Assessment and prior treatment

Mrs LK presented to my clinic with circumferential Venous Leg Ulceration which was first identified in 2013 (8 years earlier). 
The wound bed was friable with some slough, tissue erosion and high levels of exudate with recurrent biofilm formation. 
She had repeated hospitalisations for infection and a combination of oral and IV antibiotics. A number of procedures had been carried out, including:

  • Wound Biopsy 2015: Venous Leg Ulcer
  • Venous scan 2018: Venous disease
  • MRI 2018: NAD
  • Arterial Duplex 2018: NAD

Mrs L reported severe pain throughout this episode of care, requiring opioid medication. There were recurrent infections (Pseudomonas, Beta Haemolytic Strep, Strep G, Staph Aureus) with odour and tissue oedema noted.

Medical history

Mrs LK had been diagnosed with:

  • Psoriasis

  • Hypertension

  • Varicose veins

  • Venous insufficiency with stasis dermatitis

  • Nil Diabetes

  • Chronic back pain

  • Varicose Veins

  • Increased BMI


'Before', at presentation.

At the time of presentation, Mrs LK was being prescribed Diovan® & Midol®. She was a smoker (5-10 per day) and had a normal diet and fluids. 
The possibility of using Accel-Heal was discussed with Mrs L and a decision was made to commence treatment with the objective of reducing the wound size and managing pain.

Treatment outcome

The medial ulcer on her left leg was the original wound treated six years earlier.
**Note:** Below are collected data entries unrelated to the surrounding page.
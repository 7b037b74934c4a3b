//! Recovery of multipart/related bodies that arrive labeled as plain binary.
//!
//! Some servers answer bulk data and frame requests with a multipart/related body but
//! declare `application/octet-stream`. The heuristics below detect that case by looking
//! at the raw bytes only and return the first body part.

use bytes::Bytes;

/// Bodies shorter than this cannot hold a boundary, part headers and a payload.
pub const MIN_MULTIPART_LEN: usize = 25;
/// The opening boundary must start within this many bytes of the buffer head.
pub const BOUNDARY_SEARCH_WINDOW: usize = 6;
/// Part headers ending beyond this offset are not considered a MIME header block.
pub const MAX_HEADER_LEN: usize = 512;

const BOUNDARY_PREFIX: &[u8] = b"--";
const HEADER_END: &[u8] = b"\r\n\r\n";

/// Tunable limits for the multipart detection heuristics.
#[derive(Debug, Copy, Clone, PartialEq, Eq)]
pub struct RepairLimits {
	pub min_len: usize,
	pub boundary_window: usize,
	pub max_header_len: usize,
}

impl Default for RepairLimits {
	fn default() -> Self {
		Self {
			min_len: MIN_MULTIPART_LEN,
			boundary_window: BOUNDARY_SEARCH_WINDOW,
			max_header_len: MAX_HEADER_LEN,
		}
	}
}

/// The first part of a multipart body.
#[derive(Debug, Clone, PartialEq, Eq)]
pub struct FirstPart {
	/// The boundary line, including the leading `--`.
	pub boundary: String,
	/// The part's `Content-Type` header, if present.
	pub content_type: Option<String>,
	pub body: Bytes,
}

/// Returns the first body part if `buffer` is multipart content, otherwise `buffer` itself.
pub fn repair(buffer: Bytes) -> Bytes {
	repair_with(buffer, RepairLimits::default())
}

pub fn repair_with(buffer: Bytes, limits: RepairLimits) -> Bytes {
	match extract_first_part(&buffer, limits) {
		Some(part) => part.body,
		None => buffer,
	}
}

/// Extracts the first body part of `buffer`, or [`None`] if it does not look like multipart
/// content or the closing boundary is missing.
pub fn extract_first_part(buffer: &Bytes, limits: RepairLimits) -> Option<FirstPart> {
	if buffer.len() < limits.min_len {
		return None;
	}

	let window = &buffer[..limits.boundary_window.min(buffer.len())];
	let boundary_start = find(window, BOUNDARY_PREFIX, 0)?;

	let header_end = find(buffer, HEADER_END, boundary_start)?;
	if header_end > limits.max_header_len {
		return None;
	}

	// Latin-1 maps every byte to the code point of the same value.
	let header: String = buffer[..header_end].iter().map(|&b| char::from(b)).collect();
	let mut lines = header.split("\r\n");
	let boundary = lines.clone().find(|line| line.starts_with("--"))?.to_owned();
	let content_type = lines.find_map(|line| {
		let (name, value) = line.split_once(':')?;
		name.trim()
			.eq_ignore_ascii_case("content-type")
			.then(|| value.trim().to_owned())
	});

	let payload_start = header_end + HEADER_END.len();
	let boundary_bytes: Vec<u8> = boundary.chars().map(|c| c as u8).collect();
	let marker = find(buffer, &boundary_bytes, payload_start)?;
	// Exclude the CRLF that precedes the closing boundary.
	let payload_end = marker.saturating_sub(2).max(payload_start);

	Some(FirstPart {
		boundary,
		content_type,
		body: buffer.slice(payload_start..payload_end),
	})
}

fn find(haystack: &[u8], needle: &[u8], from: usize) -> Option<usize> {
	if needle.is_empty() || from >= haystack.len() {
		return None;
	}
	haystack[from..]
		.windows(needle.len())
		.position(|window| window == needle)
		.map(|index| index + from)
}
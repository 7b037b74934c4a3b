use crate::dataset::{Dataset, Element};
use dicom::core::Tag;
use dicom::dictionary_std::tags;
use serde::Serialize;
use serde_json::Value;

/// A flattened study search result, as shown in a study list.
#[derive(Debug, Clone, Default, PartialEq, Eq, Serialize)]
#[serde(rename_all = "camelCase")]
pub struct StudySummary {
	pub study_instance_uid: String,
	pub date: String,
	pub time: String,
	pub accession: String,
	pub mrn: String,
	pub patient_name: String,
	pub instances: Option<u64>,
	pub description: String,
	pub modalities: String,
}

impl StudySummary {
	pub fn from_record(record: &Dataset) -> Self {
		Self {
			study_instance_uid: text(record, tags::STUDY_INSTANCE_UID),
			date: text(record, tags::STUDY_DATE),
			time: text(record, tags::STUDY_TIME),
			accession: text(record, tags::ACCESSION_NUMBER),
			mrn: text(record, tags::PATIENT_ID),
			patient_name: format_person_name(&text(record, tags::PATIENT_NAME)),
			instances: count(record, tags::NUMBER_OF_STUDY_RELATED_INSTANCES),
			description: text(record, tags::STUDY_DESCRIPTION),
			modalities: modalities(record),
		}
	}
}

/// A flattened series search result.
#[derive(Debug, Clone, Default, PartialEq, Eq, Serialize)]
#[serde(rename_all = "camelCase")]
pub struct SeriesSummary {
	pub study_instance_uid: String,
	pub series_instance_uid: String,
	pub series_number: String,
	pub modality: String,
	pub series_date: String,
	pub instances: Option<u64>,
	pub description: String,
}

impl SeriesSummary {
	pub fn from_record(record: &Dataset) -> Self {
		Self {
			study_instance_uid: text(record, tags::STUDY_INSTANCE_UID),
			series_instance_uid: text(record, tags::SERIES_INSTANCE_UID),
			series_number: text(record, tags::SERIES_NUMBER),
			modality: text(record, tags::MODALITY),
			series_date: text(record, tags::SERIES_DATE),
			instances: count(record, tags::NUMBER_OF_SERIES_RELATED_INSTANCES),
			description: text(record, tags::SERIES_DESCRIPTION),
		}
	}
}

/// Turns `Family^Given^Middle` into `Family, Given, Middle`, skipping empty components.
pub fn format_person_name(name: &str) -> String {
	name.split('^')
		.map(str::trim)
		.filter(|component| !component.is_empty())
		.collect::<Vec<_>>()
		.join(", ")
}

/// All values of an attribute joined with a backslash. Person names contribute their
/// `Alphabetic` component.
fn text(record: &Dataset, tag: Tag) -> String {
	record
		.get(tag)
		.map(|element| joined(element.values()))
		.unwrap_or_default()
}

fn joined(values: &[Value]) -> String {
	values
		.iter()
		.filter_map(value_text)
		.collect::<Vec<_>>()
		.join("\\")
}

fn value_text(value: &Value) -> Option<String> {
	match value {
		Value::String(text) => Some(text.clone()),
		Value::Number(number) => Some(number.to_string()),
		Value::Object(name) => name.get("Alphabetic").and_then(Value::as_str).map(str::to_owned),
		_ => None,
	}
}

fn count(record: &Dataset, tag: Tag) -> Option<u64> {
	match record.get(tag)?.first_value()? {
		Value::Number(number) => number.as_u64(),
		Value::String(text) => text.trim().parse().ok(),
		_ => None,
	}
}

/// The union of `Modality` and `ModalitiesInStudy`, in that order.
fn modalities(record: &Dataset) -> String {
	let mut modalities: Vec<&Value> = Vec::new();
	for tag in [tags::MODALITY, tags::MODALITIES_IN_STUDY] {
		for value in record.get(tag).map(Element::values).unwrap_or_default() {
			if !modalities.contains(&value) {
				modalities.push(value);
			}
		}
	}
	modalities
		.into_iter()
		.filter_map(value_text)
		.collect::<Vec<_>>()
		.join("\\")
}
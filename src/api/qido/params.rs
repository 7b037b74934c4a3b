use super::{QueryParameters, QuerySpec};
use crate::config::SourceConfig;
use dicom::dictionary_std::tags;

/// Default page size of a study search. One more than a page of 100 so callers can tell
/// whether there are more results.
pub const DEFAULT_STUDY_LIMIT: usize = 101;

/// Used as the lower bound when a date range only has an end date.
const EARLIEST_STUDY_DATE: &str = "19700102";

/// Study search criteria in a server-independent form.
#[derive(Debug, Clone, PartialEq, Eq)]
pub struct StudySearchParameters {
	pub patient_name: Option<String>,
	pub patient_id: Option<String>,
	pub accession_number: Option<String>,
	pub study_description: Option<String>,
	pub modalities_in_study: Option<String>,
	/// `YYYYMMDD`
	pub start_date: Option<String>,
	/// `YYYYMMDD`
	pub end_date: Option<String>,
	pub study_instance_uids: Vec<String>,
	pub limit: usize,
	pub offset: usize,
}

impl Default for StudySearchParameters {
	fn default() -> Self {
		Self {
			patient_name: None,
			patient_id: None,
			accession_number: None,
			study_description: None,
			modalities_in_study: None,
			start_date: None,
			end_date: None,
			study_instance_uids: Vec::new(),
			limit: DEFAULT_STUDY_LIMIT,
			offset: 0,
		}
	}
}

/// Translates study search criteria into QIDO-RS query parameters for one source.
///
/// Sources that support wildcards get `*value*` for name, ID and description so a partial
/// input still matches. `fuzzymatching` is only requested from sources that advertise it.
pub fn map_params(params: &StudySearchParameters, source: &SourceConfig) -> QueryParameters {
	let wildcard = |value: &str| {
		if source.supports_wildcard {
			format!("*{value}*")
		} else {
			value.to_owned()
		}
	};

	let mut criteria = QuerySpec::new();
	if let Some(name) = non_empty(params.patient_name.as_deref()) {
		criteria.push("PatientName", wildcard(name));
	}
	if let Some(id) = non_empty(params.patient_id.as_deref()) {
		criteria.push("PatientID", wildcard(id));
	}
	if let Some(accession) = non_empty(params.accession_number.as_deref()) {
		criteria.push("AccessionNumber", accession);
	}
	if let Some(description) = non_empty(params.study_description.as_deref()) {
		criteria.push("StudyDescription", wildcard(description));
	}
	if let Some(modalities) = non_empty(params.modalities_in_study.as_deref()) {
		criteria.push("ModalitiesInStudy", modalities);
	}
	if let Some(range) = date_range(
		non_empty(params.start_date.as_deref()),
		non_empty(params.end_date.as_deref()),
	) {
		criteria.push("StudyDate", range);
	}
	if let Some(uids) = uid_list(&params.study_instance_uids) {
		criteria.push("StudyInstanceUID", uids);
	}

	QueryParameters {
		match_criteria: criteria,
		fuzzy_matching: source.supports_fuzzy_matching,
		include_field: vec![tags::STUDY_DESCRIPTION, tags::MODALITY],
		limit: Some(params.limit),
		offset: params.offset,
	}
}

fn non_empty(value: Option<&str>) -> Option<&str> {
	value.map(str::trim).filter(|value| !value.is_empty())
}

fn date_range(start: Option<&str>, end: Option<&str>) -> Option<String> {
	match (start, end) {
		(Some(start), Some(end)) => Some(format!("{start}-{end}")),
		(Some(start), None) => Some(format!("{start}-")),
		(None, Some(end)) => Some(format!("{EARLIEST_STUDY_DATE}-{end}")),
		(None, None) => None,
	}
}

fn uid_list(uids: &[String]) -> Option<String> {
	let cleaned: Vec<String> = uids
		.iter()
		.map(|uid| {
			uid.chars()
				.filter(|c| c.is_ascii_digit() || *c == '.')
				.collect::<String>()
		})
		.filter(|uid| !uid.is_empty())
		.collect();
	(!cleaned.is_empty()).then(|| cleaned.join("\\"))
}

#[cfg(test)]
mod tests {
	use super::*;
	use crate::api::qido::QueryValue;

	fn source(wildcard: bool, fuzzy: bool) -> SourceConfig {
		SourceConfig {
			supports_wildcard: wildcard,
			supports_fuzzy_matching: fuzzy,
			..SourceConfig::new("pacs", "http://h/qido", "http://h/wado")
		}
	}

	fn value<'a>(params: &'a QueryParameters, field: &str) -> Option<&'a str> {
		match params.match_criteria.get(field)? {
			QueryValue::Single(value) => Some(value),
			QueryValue::Any(_) => None,
		}
	}

	#[test]
	fn wildcards_for_capable_sources() {
		let params = StudySearchParameters {
			patient_name: Some(String::from("doe")),
			patient_id: Some(String::from("42")),
			study_description: Some(String::from("chest")),
			accession_number: Some(String::from("A1")),
			..StudySearchParameters::default()
		};

		let mapped = map_params(&params, &source(true, false));
		assert_eq!(value(&mapped, "PatientName"), Some("*doe*"));
		assert_eq!(value(&mapped, "PatientID"), Some("*42*"));
		assert_eq!(value(&mapped, "StudyDescription"), Some("*chest*"));
		assert_eq!(value(&mapped, "AccessionNumber"), Some("A1"));
		assert!(!mapped.fuzzy_matching);

		let mapped = map_params(&params, &source(false, true));
		assert_eq!(value(&mapped, "PatientName"), Some("doe"));
		assert!(mapped.fuzzy_matching);
	}

	#[test]
	fn date_range_bounds() {
		let both = StudySearchParameters {
			start_date: Some(String::from("20200101")),
			end_date: Some(String::from("20201231")),
			..StudySearchParameters::default()
		};
		let start = StudySearchParameters {
			end_date: None,
			..both.clone()
		};
		let end = StudySearchParameters {
			start_date: None,
			..both.clone()
		};
		let source = source(false, false);

		assert_eq!(value(&map_params(&both, &source), "StudyDate"), Some("20200101-20201231"));
		assert_eq!(value(&map_params(&start, &source), "StudyDate"), Some("20200101-"));
		assert_eq!(value(&map_params(&end, &source), "StudyDate"), Some("19700102-20201231"));
	}

	#[test]
	fn study_uids_are_cleaned_and_joined() {
		let params = StudySearchParameters {
			study_instance_uids: vec![String::from(" 1.2.3 "), String::from("1.2.4\u{0}"), String::new()],
			..StudySearchParameters::default()
		};
		let mapped = map_params(&params, &source(false, false));
		assert_eq!(value(&mapped, "StudyInstanceUID"), Some("1.2.3\\1.2.4"));
	}

	#[test]
	fn defaults() {
		let mapped = map_params(&StudySearchParameters::default(), &source(true, true));
		assert!(mapped.match_criteria.is_empty());
		assert_eq!(mapped.limit, Some(DEFAULT_STUDY_LIMIT));
		assert_eq!(mapped.offset, 0);
		assert_eq!(mapped.include_field, vec![tags::STUDY_DESCRIPTION, tags::MODALITY]);
	}
}
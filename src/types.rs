use dicom::core::Tag;
use std::fmt::{Display, Formatter};

/// UI (Unique Identifier) value representation.
pub type UI = String;

/// Formats a tag the way DICOM-JSON keys its attributes: eight uppercase hex digits.
pub fn tag_key(tag: Tag) -> String {
	format!("{:04X}{:04X}", tag.group(), tag.element())
}

/// Returns true if `key` looks like a DICOM-JSON attribute key (eight hex digits).
pub fn is_tag_key(key: &str) -> bool {
	key.len() == 8 && key.bytes().all(|b| b.is_ascii_hexdigit())
}

/// The level a federated search operates on.
#[derive(Debug, Copy, Clone, PartialEq, Eq, Hash)]
pub enum QueryLevel {
	Study,
	Series,
}

impl QueryLevel {
	/// The attribute that identifies a record of this level across sources.
	pub const fn identity_tag(self) -> Tag {
		match self {
			Self::Study => dicom::dictionary_std::tags::STUDY_INSTANCE_UID,
			Self::Series => dicom::dictionary_std::tags::SERIES_INSTANCE_UID,
		}
	}
}

impl Display for QueryLevel {
	fn fmt(&self, f: &mut Formatter<'_>) -> std::fmt::Result {
		match self {
			Self::Study => write!(f, "STUDY"),
			Self::Series => write!(f, "SERIES"),
		}
	}
}

#[cfg(test)]
mod tests {
	use super::*;
	use dicom::dictionary_std::tags;

	#[test]
	fn formats_tag_keys() {
		assert_eq!(tag_key(tags::STUDY_INSTANCE_UID), "0020000D");
		assert_eq!(tag_key(tags::PATIENT_NAME), "00100010");
		assert!(is_tag_key("0020000d"));
		assert!(!is_tag_key("mrn"));
	}

	#[test]
	fn identity_tags() {
		assert_eq!(tag_key(QueryLevel::Series.identity_tag()), "0020000E");
	}
}
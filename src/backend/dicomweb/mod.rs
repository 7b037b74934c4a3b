//! The standard DICOMweb transport over HTTP.

mod qido;
mod wado;

pub use qido::DicomWebQidoService;
pub use wado::DicomWebWadoService;

use super::ClientError;
use crate::dataset::Dataset;
use reqwest::header::{HeaderMap, HeaderValue, ACCEPT, CONTENT_TYPE};
use reqwest::{Response, StatusCode};
use tracing::{debug, trace};

pub const DICOM_JSON: &str = "application/dicom+json";

/// Sends a GET request and fails on non-success status codes.
async fn get(
	http: &reqwest::Client,
	url: &str,
	headers: HeaderMap,
	query: &[(String, String)],
) -> Result<Response, ClientError> {
	trace!(url, ?query, "Sending request");
	let response = http
		.get(url)
		.headers(headers)
		.query(query)
		.send()
		.await
		.map_err(|source| ClientError::Http {
			url: url.to_owned(),
			source,
		})?;

	let status = response.status();
	debug!(url, %status, "Received response");
	if status.is_success() {
		Ok(response)
	} else {
		Err(ClientError::Status {
			url: url.to_owned(),
			status,
		})
	}
}

/// Reads a DICOM-JSON array. `204 No Content` and an empty body are an empty result.
async fn read_datasets(url: &str, response: Response) -> Result<Vec<Dataset>, ClientError> {
	if response.status() == StatusCode::NO_CONTENT {
		return Ok(Vec::new());
	}

	let body = read_body(url, response).await?;
	if body.iter().all(u8::is_ascii_whitespace) {
		return Ok(Vec::new());
	}

	serde_json::from_slice(&body).map_err(|source| ClientError::Decode {
		url: url.to_owned(),
		source,
	})
}

async fn read_body(url: &str, response: Response) -> Result<bytes::Bytes, ClientError> {
	response.bytes().await.map_err(|source| ClientError::Http {
		url: url.to_owned(),
		source,
	})
}

fn content_type(response: &Response) -> Option<String> {
	response
		.headers()
		.get(CONTENT_TYPE)
		.and_then(|value| value.to_str().ok())
		.map(str::to_owned)
}

/// Returns a copy of `headers` that asks for DICOM-JSON.
fn json_headers(headers: &HeaderMap) -> HeaderMap {
	let mut headers = headers.clone();
	headers.insert(ACCEPT, HeaderValue::from_static(DICOM_JSON));
	headers
}
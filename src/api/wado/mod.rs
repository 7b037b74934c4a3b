mod image_id;
mod service;

pub use image_id::*;
pub use service::*;
use anyhow::{anyhow, Context};
use clap::{Args, Parser, Subcommand};
use dicomweb_federation::api::qido::{SeriesSummary, StudySearchParameters, StudySummary, DEFAULT_STUDY_LIMIT};
use dicomweb_federation::api::wado::{image_id, FramesRequest, InstanceUids};
use dicomweb_federation::config::AppConfig;
use dicomweb_federation::backend::HttpTransportFactory;
use dicomweb_federation::federation::{FederatedQueryExecutor, FederatedResult, SourceFailure};
use dicomweb_federation::registry::{substitute_route_parameters, ClientRegistry, RouteParameters, StaticAuthorization};
use serde::Serialize;
use std::collections::HashMap;
use std::path::PathBuf;
use tracing::{error, info, level_filters::LevelFilter, warn};
use tracing_subscriber::layer::SubscriberExt;
use tracing_subscriber::util::SubscriberInitExt;
use tracing_subscriber::EnvFilter;

/// Queries several DICOMweb servers as if they were one.
#[derive(Debug, Parser)]
#[command(version, about)]
struct Cli {
	/// Configuration file. Defaults to config.toml in the working directory.
	#[arg(short, long, global = true)]
	config: Option<PathBuf>,

	/// Route parameter substituted into `{name}` placeholders of the source roots.
	#[arg(short = 'p', long = "param", value_parser = parse_key_value, global = true)]
	params: Vec<(String, String)>,

	#[command(subcommand)]
	command: Command,
}

#[derive(Debug, Subcommand)]
enum Command {
	/// Lists the registered sources.
	Sources,
	/// Searches studies on every source.
	Studies(StudiesArgs),
	/// Searches the series of a study on every source.
	Series {
		#[arg(long)]
		study: String,
		/// Print flattened summaries instead of DICOM JSON.
		#[arg(long)]
		summary: bool,
	},
	/// Retrieves the instance metadata of a study from every source.
	Metadata {
		#[arg(long)]
		study: String,
	},
	/// Retrieves frames of an instance from one source and writes them to files.
	Frames {
		#[command(flatten)]
		instance: InstanceArgs,
		#[arg(long = "frame", required = true)]
		frames: Vec<u32>,
		#[arg(short, long, default_value = ".")]
		output: PathBuf,
	},
	/// Prints the image id a viewer uses to load an instance.
	ImageId {
		#[command(flatten)]
		instance: InstanceArgs,
		#[arg(long)]
		frame: Option<u32>,
	},
}

#[derive(Debug, Args)]
struct StudiesArgs {
	#[arg(long)]
	patient_name: Option<String>,
	#[arg(long)]
	mrn: Option<String>,
	#[arg(long)]
	accession: Option<String>,
	#[arg(long)]
	description: Option<String>,
	#[arg(long)]
	modality: Option<String>,
	/// Earliest study date, YYYYMMDD.
	#[arg(long)]
	from: Option<String>,
	/// Latest study date, YYYYMMDD.
	#[arg(long)]
	to: Option<String>,
	#[arg(long = "study-uid")]
	study_uids: Vec<String>,
	#[arg(long, default_value_t = DEFAULT_STUDY_LIMIT)]
	limit: usize,
	#[arg(long, default_value_t = 0)]
	offset: usize,
	/// Print flattened summaries instead of DICOM JSON.
	#[arg(long)]
	summary: bool,
}

impl From<StudiesArgs> for StudySearchParameters {
	fn from(args: StudiesArgs) -> Self {
		Self {
			patient_name: args.patient_name,
			patient_id: args.mrn,
			accession_number: args.accession,
			study_description: args.description,
			modalities_in_study: args.modality,
			start_date: args.from,
			end_date: args.to,
			study_instance_uids: args.study_uids,
			limit: args.limit,
			offset: args.offset,
		}
	}
}

#[derive(Debug, Args)]
struct InstanceArgs {
	/// Source name. Defaults to the first registered source.
	#[arg(long)]
	source: Option<String>,
	#[arg(long)]
	study: String,
	#[arg(long)]
	series: String,
	#[arg(long)]
	instance: String,
}

impl InstanceArgs {
	fn uids(&self) -> InstanceUids {
		InstanceUids {
			study_instance_uid: self.study.clone(),
			series_instance_uid: self.series.clone(),
			sop_instance_uid: self.instance.clone(),
		}
	}
}

fn parse_key_value(input: &str) -> Result<(String, String), String> {
	input
		.split_once('=')
		.map(|(key, value)| (key.to_owned(), value.to_owned()))
		.ok_or_else(|| format!("expected NAME=VALUE, got {input}"))
}

fn init_logger(level: LevelFilter) {
	tracing_subscriber::registry()
		.with(
			tracing_subscriber::fmt::layer()
				.compact()
				.with_ansi(true)
				.with_file(false)
				.with_line_number(false)
				.with_target(false)
				.with_writer(std::io::stderr),
		)
		.with(
			EnvFilter::builder()
				.with_default_directive(level.into())
				.from_env_lossy(),
		)
		.with(sentry::integrations::tracing::layer())
		.init();
}

fn init_sentry(config: &AppConfig) -> sentry::ClientInitGuard {
	let guard = sentry::init((
		// An empty string will disable Sentry
		config.telemetry.sentry.as_deref().unwrap_or_default(),
		sentry::ClientOptions {
			release: sentry::release_name!(),
			traces_sample_rate: 1.0,
			..Default::default()
		},
	));

	if let Some(dsn) = &config.telemetry.sentry {
		info!(dsn, "Enabled Sentry for tracing and error tracking");
	};

	guard
}

fn main() -> Result<(), Box<dyn std::error::Error>> {
	let cli = Cli::parse();
	let config = match &cli.config {
		Some(path) => AppConfig::from_file(path)?,
		None => AppConfig::new()?,
	};
	init_logger(config.telemetry.level_filter());

	// Manually create the Tokio runtime because the Sentry client needs to be created *before* the
	// Tokio runtime, which prevents us from using the #[tokio::main] macro.
	// See https://docs.sentry.io/platforms/rust/#async-main-function
	let _sentry = init_sentry(&config);

	let succeeded = tokio::runtime::Builder::new_multi_thread()
		.enable_all()
		.build()?
		.block_on(async move {
			match run(cli, config).await {
				Ok(()) => true,
				Err(error) => {
					error!("{error:#}");
					false
				}
			}
		});

	if !succeeded {
		std::process::exit(1);
	}
	Ok(())
}

async fn run(cli: Cli, config: AppConfig) -> anyhow::Result<()> {
	let factory = HttpTransportFactory::new(&config.http).context("Failed to build the HTTP client")?;
	let route = RouteParameters {
		params: cli.params.into_iter().collect::<HashMap<_, _>>(),
		..RouteParameters::default()
	};
	let registry = ClientRegistry::builder(factory)
		.authorization(StaticAuthorization(config.auth.authorization.clone()))
		.route(route)
		.on_configuration(substitute_route_parameters)
		.build(config.sources.clone());

	if registry.is_empty() {
		warn!("No complete source is configured");
	}

	let executor = FederatedQueryExecutor::new(&config.federation);

	match cli.command {
		Command::Sources => {
			let sources: Vec<_> = registry.handles().iter().map(|handle| handle.config.as_ref()).collect();
			print_json(&sources)?;
		}
		Command::Studies(args) => {
			let summary = args.summary;
			let result = executor.search_studies(&registry, &args.into()).await;
			report_failures(&result.failed_sources);
			print_records(&result, summary, StudySummary::from_record)?;
		}
		Command::Series { study, summary } => {
			let result = executor.search_series(&registry, &study).await;
			report_failures(&result.failed_sources);
			print_records(&result, summary, SeriesSummary::from_record)?;
		}
		Command::Metadata { study } => {
			let metadata = executor.study_metadata(&registry, &study).await;
			report_failures(&metadata.failed_sources);
			let datasets: Vec<_> = metadata.instances.iter().map(|instance| &instance.dataset).collect();
			print_json(&datasets)?;
		}
		Command::Frames {
			instance,
			frames,
			output,
		} => {
			let client = registry
				.retrieval_client(instance.source.as_deref())
				.ok_or_else(|| anyhow!("Unknown source {:?}", instance.source))?;
			let request = FramesRequest {
				instance: instance.uids(),
				frames: frames.clone(),
			};
			let parts = client.handle.wado.retrieve_frames(request, &client.headers).await?;

			tokio::fs::create_dir_all(&output).await?;
			for (number, part) in frames.iter().zip(&parts) {
				let path = output.join(format!("{}.{number}.bin", instance.instance));
				tokio::fs::write(&path, part)
					.await
					.with_context(|| format!("Failed to write {}", path.display()))?;
				info!(path = %path.display(), size = part.len(), "Wrote frame");
			}
			if parts.len() != frames.len() {
				warn!(requested = frames.len(), received = parts.len(), "Frame count mismatch");
			}
		}
		Command::ImageId { instance, frame } => {
			let handle = registry
				.by_name(instance.source.as_deref())
				.ok_or_else(|| anyhow!("Unknown source {:?}", instance.source))?;
			println!("{}", image_id(&handle.config, &instance.uids(), frame));
		}
	}

	Ok(())
}

fn report_failures(failures: &[SourceFailure]) {
	for failure in failures {
		warn!(source = %failure.source, reason = %failure.reason, "Source did not contribute");
	}
}

fn print_records<T: Serialize>(
	result: &FederatedResult,
	summary: bool,
	flatten: impl Fn(&dicomweb_federation::dataset::Dataset) -> T,
) -> anyhow::Result<()> {
	if summary {
		let summaries: Vec<T> = result.records.iter().map(flatten).collect();
		print_json(&summaries)
	} else {
		print_json(&result.records)
	}
}

fn print_json<T: Serialize + ?Sized>(value: &T) -> anyhow::Result<()> {
	println!("{}", serde_json::to_string_pretty(value)?);
	Ok(())
}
It was extremely painful and circumferential.

The wound measured 75mm x 45mm when treatment with Accel Heal began, 29 July 2021 (Day 1).

Below positioning of electrodes, dressings and compression bandages show how the device was managed in this chronic venous leg ulcer.

By Day 3, less analgesia was required with pain occurring mostly after dressing changes and less biofilm was evident as the wound improved.

On Day 7, pain increased significantly to 10/10, and the exudate level increased. At the client’s request, the top layer of compression bandaging was removed.

By Day 9, pain was assessed as 7/10 prior to dressing change but it increased in the evening, requiring additional oral analgesia.

At this stage, exudate was moderate and purulent, though the wound size had decreased.

Some biofilm was present distally which was debrided using Debrisoft® and a Sorbact dressing was applied.

Accel Heal treatment was ceased after twelve days and the wound continued to improve.

At four weeks post treatment initiation, wound size had decreased by more than 60% with less exudate, nil odour, and reduced pain.

Twelve weeks post application of Accel Heal, and despite an infection requiring a course of antibiotics, the wound had significantly reduced in size and depth with decreased pain, exudate and nil odour. The assistance of a research librarian at this stage is invaluable.


In summary, the client was amazed and delighted at how quickly the wound improved and felt that, for the first time, she could see ‘a light at the end of the tunnel’ as far as healing her chronic wound was concerned. She looks forward to using Accel Heal on her other wounds so she can finally get back to work.

As a clinician, it was exciting to see almost immediate progress with reduced slough and less purulent exudate. For chronic wounds where healing has stalled, I would recommend Accel Heal as part of your toolbox, alongside best practice wound management.